- Théophile Gautier (1811-1872)
Extrait du Recueil : España
« Sur le Guadalquivir, en sortant de Séville,
Quand l’oeil à l’horizon se tourne avec regret,
Les dômes, les clochers font comme une forêt :
A chaque tour de roue il surgit une aiguille.
D’abord la Giralda, dont l’angle d’or scintille,
Rose dans le ciel bleu darde son minaret ;
La cathédrale énorme à son tour apparaît
Par-dessus les maisons, qui vont à sa cheville.
De près, l’on n’aperçoit que des fragments d’arceaux :
Un pignon biscornu, l’angle d’un mur maussade
Cache la flèche ouvrée et la riche façade.
Grands hommes, obstrués et masqués par les sots,
Comme les hautes tours sur les toits de la ville,
De loin vos fronts grandis montent dans l’air tranquille ! »
- Alphonse Cordier
Extrait de A travers la France, l’Italie, la Suisse et l’Espagne.
« La capitale de l’Andalousie a conservé une partie de son caractère ancien ; elle a, comme Cordoue, des rues étroites et tortueuses, mais moins propres, parce qu’elles sont plus accessibles aux voitures et beaucoup plus commerçantes. Les maisons, à deux ou trois étages, sont, pour la plupart, d’un bel
aspect et ont des miradores, ou balcons vitrés en saillie sur la rue. Le caractère le plus intéressant de Séville et celui qui rappelle le mieux le type arabe, c’est l’existence presque générale de patio. (…)

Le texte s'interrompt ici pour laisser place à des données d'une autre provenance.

impl<'a, S: SiyuanApi> Writer<'a, S> {
    #[must_use]
    pub fn new(store: &'a S, config: &'a SyncConfig, mode: SyncMode) -> Self {
        Self {
            store,
            notebook: config.notebook_id.trim(),
            page_path: config.page_path.trim(),
            mode,
            mark_mode: config.mark_mode,
            verbose: config.debug,
        }
    }

    fn step(&self, memo_id: MemoId, block_id: &str, what: &str) {
        if self.verbose {
            info!(memo_id, block_id, what, "Write step");
        } else {
            debug!(memo_id, block_id, what, "Write step");
        }
    }

    /// Reconcile `batch` against SiYuan, removing the blocks of `stale`
    /// memos first.
    ///
    /// # Errors
    ///
    /// Fails when the notebook is missing or a layout-wide lookup (daily
    /// note template, single document) fails. Per-memo problems end up in
    /// [`WriteReport::failures`].
    pub async fn write(&self, stale: &[MemoRecord], batch: &NormalizedBatch) -> Result<WriteReport> {
        self.ensure_notebook().await?;

        let mut report = WriteReport::default();
        if self.mode != SyncMode::Page {
            self.delete_stale(stale, &batch.memos, &mut report).await;
        }

        let mut memos: Vec<&NormalizedMemo> = batch.memos.iter().collect();
        memos.sort_by_key(|m| (m.display_ts, m.memo_id));

        let placements = match self.mode {
            SyncMode::DailyNote => self.write_daily_notes(&memos, &mut report).await?,
            SyncMode::Page => self.write_pages(&memos, &mut report).await,
            SyncMode::SingleDocument => self.write_single_document(&memos, &mut report).await?,
        };

        self.link_relations(&batch.relations, &placements, &mut report)
            .await;
        self.tag_blocks(&placements, &mut report).await;

        Ok(report)
    }

    async fn ensure_notebook(&self) -> Result<()> {
        let notebooks = self.store.list_notebooks().await?;
        let open = notebooks
            .iter()
            .any(|nb| nb.id == self.notebook && !nb.closed);
        if open {
            Ok(())
        } else {
            Err(Error::NotebookNotFound {
                id: self.notebook.to_string(),
            })
        }
    }

    /// Remove every tagged block of a stale memo or of a memo about to be
    /// written.
    async fn delete_stale(
        &self,
        stale: &[MemoRecord],
        memos: &[NormalizedMemo],
        report: &mut WriteReport,
    ) {
        let ids: BTreeSet<MemoId> = stale
            .iter()
            .map(|m| m.id)
            .chain(memos.iter().map(|m| m.memo_id))
            .collect();

        let mut tagged = match tagged_blocks(self.store).await {
            Ok(tagged) => tagged,
            Err(e) => {
                for memo in stale {
                    report
                        .failures
                        .push(ItemFailure::new(memo.id, FailureStage::Delete, e.to_string()));
                }
                return;
            }
        };

        for memo_id in ids {
            for block in tagged.remove(&memo_id).unwrap_or_default() {
                match self.store.delete_block(&block).await {
                    Ok(()) => {
                        self.step(memo_id, &block, "deleted stale block");
                        report.deleted.push(block);
                    }
                    Err(e) => report
                        .failures
                        .push(ItemFailure::new(memo_id, FailureStage::Delete, e.to_string())),
                }
            }
        }
    }

    /// Document id at `hpath`, created empty when missing.
    async fn resolve_or_create(&self, hpath: &str) -> Result<String> {
        let ids = self.store.ids_by_hpath(self.notebook, hpath).await?;
        if let Some(id) = ids.into_iter().next() {
            return Ok(id);
        }
        let id = self.store.create_doc_with_md(self.notebook, hpath, "").await?;
        info!(hpath, id = %id, "Created document");
        Ok(id)
    }

    async fn daily_note(&self, template: &str, date: &str) -> Result<String> {
        let hpath = self
            .store
            .render_sprig(&daily_note_template_for(template, date))
            .await?;
        self.resolve_or_create(hpath.trim()).await
    }

    async fn write_daily_notes(
        &self,
        memos: &[&NormalizedMemo],
        report: &mut WriteReport,
    ) -> Result<BTreeMap<MemoId, Placement>> {
        let template = self.store.daily_note_template(self.notebook).await?;

        let mut by_date: BTreeMap<&str, Vec<&NormalizedMemo>> = BTreeMap::new();
        for memo in memos {
            by_date.entry(memo.display_date.as_str()).or_default().push(memo);
        }

        let mut placements = BTreeMap::new();
        for (date, group) in by_date {
            let doc = match self.daily_note(&template, date).await {
                Ok(doc) => doc,
                Err(e) => {
                    for memo in group {
                        report.failures.push(ItemFailure::new(
                            memo.memo_id,
                            FailureStage::Write,
                            format!("daily note for {date}: {e}"),
                        ));
                    }
                    continue;
                }
            };

            for memo in group {
                match self.place_memo(Position::Append(&doc), memo).await {
                    Ok(placement) => {
                        placements.insert(memo.memo_id, placement);
                    }
                    Err(e) => report.failures.push(ItemFailure::new(
                        memo.memo_id,
                        FailureStage::Write,
                        e.to_string(),
                    )),
                }
            }
        }
        Ok(placements)
    }

    async fn write_single_document(
        &self,
        memos: &[&NormalizedMemo],
        report: &mut WriteReport,
    ) -> Result<BTreeMap<MemoId, Placement>> {
        let path = if self.page_path.starts_with('/') {
            self.page_path.to_string()
        } else {
            format!("/{}", self.page_path)
        };
        let doc = self.resolve_or_create(&path).await?;
        let mut anchor = self
            .store
            .child_blocks(&doc)
            .await?
            .into_iter()
            .next()
            .map(|child| child.id);

        let mut placements = BTreeMap::new();
        for memo in memos {
            let position = match anchor.as_deref() {
                Some(previous) => Position::After(previous),
                None => Position::Append(&doc),
            };
            match self.place_memo(position, memo).await {
                Ok(placement) => {
                    anchor = Some(placement.block_id.clone());
                    placements.insert(memo.memo_id, placement);
                }
                Err(e) => report.failures.push(ItemFailure::new(
                    memo.memo_id,
                    FailureStage::Write,
                    e.to_string(),
                )),
            }
        }
        Ok(placements)
    }

    async fn write_pages(
        &self,
        memos: &[&NormalizedMemo],
        report: &mut WriteReport,
    ) -> BTreeMap<MemoId, Placement> {
        let parent = self.page_path.trim_end_matches('/');
        let mut placements = BTreeMap::new();

        for memo in memos {
            let hpath = format!("{parent}/{}", memo.title);
            let doc = match self
                .store
                .create_doc_with_md(self.notebook, &hpath, &memo.content_text)
                .await
            {
                Ok(doc) => doc,
                Err(e) => {
                    report.failures.push(ItemFailure::new(
                        memo.memo_id,
                        FailureStage::Write,
                        e.to_string(),
                    ));
                    continue;
                }
            };
            self.step(memo.memo_id, &doc, "created page");

            // The page exists even if an attachment fails, so it is still tagged.
            if let Err(e) = self.append_resources(&doc, memo).await {
                report.failures.push(ItemFailure::new(
                    memo.memo_id,
                    FailureStage::Write,
                    e.to_string(),
                ));
            }
            placements.insert(
                memo.memo_id,
                Placement {
                    block_id: doc.clone(),
                    content_parent: doc,
                },
            );
        }
        placements
    }

    /// Write `* <title>` at `position` and fill its list item.
    ///
    /// A block whose content cannot be written is removed again so that no
    /// untagged half-written memo stays behind.
    async fn place_memo(&self, position: Position<'_>, memo: &NormalizedMemo) -> Result<Placement> {
        let markdown = format!("* {}", memo.title);
        let block_id = match position {
            Position::Append(parent) => self.store.append_block(parent, &markdown).await?,
            Position::After(previous) => self.store.insert_block_after(previous, &markdown).await?,
        };
        self.step(memo.memo_id, &block_id, "created list block");

        match self.fill_list_block(&block_id, memo).await {
            Ok(content_parent) => Ok(Placement {
                block_id,
                content_parent,
            }),
            Err(e) => {
                if let Err(cleanup) = self.store.delete_block(&block_id).await {
                    warn!(block_id = %block_id, error = %cleanup, "Failed to remove partial memo block");
                }
                Err(e)
            }
        }
    }

    async fn fill_list_block(&self, block_id: &str, memo: &NormalizedMemo) -> Result<String> {
        let item = self
            .store
            .child_blocks(block_id)
            .await?
            .into_iter()
            .next()
            .map(|child| child.id)
            .ok_or_else(|| Error::Other(format!("List block {block_id} has no item")))?;

        if !memo.content_text.is_empty() {
            self.store.append_block(&item, &memo.content_text).await?;
        }
        self.append_resources(&item, memo).await?;
        Ok(item)
    }

    async fn append_resources(&self, parent: &str, memo: &NormalizedMemo) -> Result<()> {
        if !memo.image_links.is_empty() {
            self.store.append_block(parent, &memo.image_links).await?;
        }
        for link in &memo.resources {
            self.store.append_block(parent, link).await?;
        }
        Ok(())
    }

    async fn link_relations(
        &self,
        relations: &[RelationRef],
        placements: &BTreeMap<MemoId, Placement>,
        report: &mut WriteReport,
    ) {
        if relations.is_empty() {
            return;
        }

        let mut blocks = match BlockIdMap::load(self.store).await {
            Ok(map) => map,
            Err(e) => {
                for relation in relations {
                    report.failures.push(ItemFailure::new(
                        relation.memo_id,
                        FailureStage::Relation,
                        e.to_string(),
                    ));
                }
                return;
            }
        };
        for (memo_id, placement) in placements {
            blocks.insert(*memo_id, placement.block_id.clone());
        }

        for relation in relations {
            let Some(owner) = placements.get(&relation.memo_id) else {
                report.failures.push(ItemFailure::new(
                    relation.memo_id,
                    FailureStage::Relation,
                    "memo was not written in this run",
                ));
                continue;
            };
            let Some(target) = blocks.get(relation.related_memo_id) else {
                report.failures.push(ItemFailure::new(
                    relation.memo_id,
                    FailureStage::Relation,
                    format!("no block for related memo #{}", relation.related_memo_id),
                ));
                continue;
            };

            let marker = relation_marker(self.mark_mode, target, relation.related_memo_id);
            match self.store.append_block(&owner.content_parent, &marker).await {
                Ok(id) => self.step(relation.memo_id, &id, "linked relation"),
                Err(e) => report.failures.push(ItemFailure::new(
                    relation.memo_id,
                    FailureStage::Relation,
                    e.to_string(),
                )),
            }
        }
    }

    /// Tag every placed block. In the block layouts an untagged block is
    /// removed again, since no later run could find it.
    async fn tag_blocks(&self, placements: &BTreeMap<MemoId, Placement>, report: &mut WriteReport) {
        for (memo_id, placement) in placements {
            let block_id = &placement.block_id;
            match self.store.set_block_attrs(block_id, &memo_attrs(*memo_id)).await {
                Ok(()) => {
                    report.written.insert(*memo_id, block_id.clone());
                }
                Err(e) => {
                    report.failures.push(ItemFailure::new(
                        *memo_id,
                        FailureStage::Attribute,
                        e.to_string(),
                    ));
                    if self.mode == SyncMode::Page {
                        continue;
                    }
                    if let Err(cleanup) = self.store.delete_block(block_id).await {
                        warn!(block_id = %block_id, error = %cleanup, "Failed to remove untagged memo block");
                    }
                }
            }
        }
    }
}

La grande merveille de Séville, c’est sa cathédrale, avec son beau transept et sa haute tour, la fameuse Giralda dont tous les Sévillans sont si fiers. (…) Cette statue est installée de manière à pouvoir tourner sur elle-même au moindre vent ; elle sert de girouette ; c’est la Giralda proprement dite, et c’est elle qui a donné son nom à tout le monument »
- III.Alexandre Dumas (1802-1870)
Extrait de Paris à Cadix
«Nous venions d’apercevoir la Giralda.
La Giralda, madame, c’est la première et la dernière chose qu’on voit à Séville, et elle a certes sa grande part du proverbe : « Quien ne ha visto a Sevilla, ne ha visto a maravilla. » C’est-à-dire, « Qui n’a pas vu Séville n’a pas vu une merveille ». En effet, le voyageur s’approche de chaque ville attiré par son aimant particulier : Florence a son vieux palais, Pise son Campo-Santo, Naples Herculanum et Pompéi, Grenade l’Alhambra, Cordoue sa mosquée. Séville a la Giralda. Certes, il y a peu de maîtresses de roi, et même de maîtresses de poète, pour lesquelles il ait été fait autant de vers que pour cette sultane de granit. (…) ;
A mesure que nous approchions de Séville, les cactus et les aloès, un instant oubliés, semblaient renaître ; ces énormes végétations, abritées de temps en temps par l’ombre d’un palmier, donnent aux plaines un aspect de splendeur inouïe ; enfin, comme pour ajouter un suprême caractère au paysage, à gauche de la route s’élève un de ces aqueducs comme on en voit courir par fragments isolés dans ce magnifique désert qu’on appelle la plaine de Rome. Au reste, une lieue avant Séville,
Séville est déjà Séville, c’est-à-dire la ville du bruit, de l’animation, de la lumière. (…);
La Christina est la promenade fashionable de Séville, ses Tuileries, ou plutôt ses Champs-Élysées. Elle a quelque chose de la promenade de Chiaja, à Naples. (…)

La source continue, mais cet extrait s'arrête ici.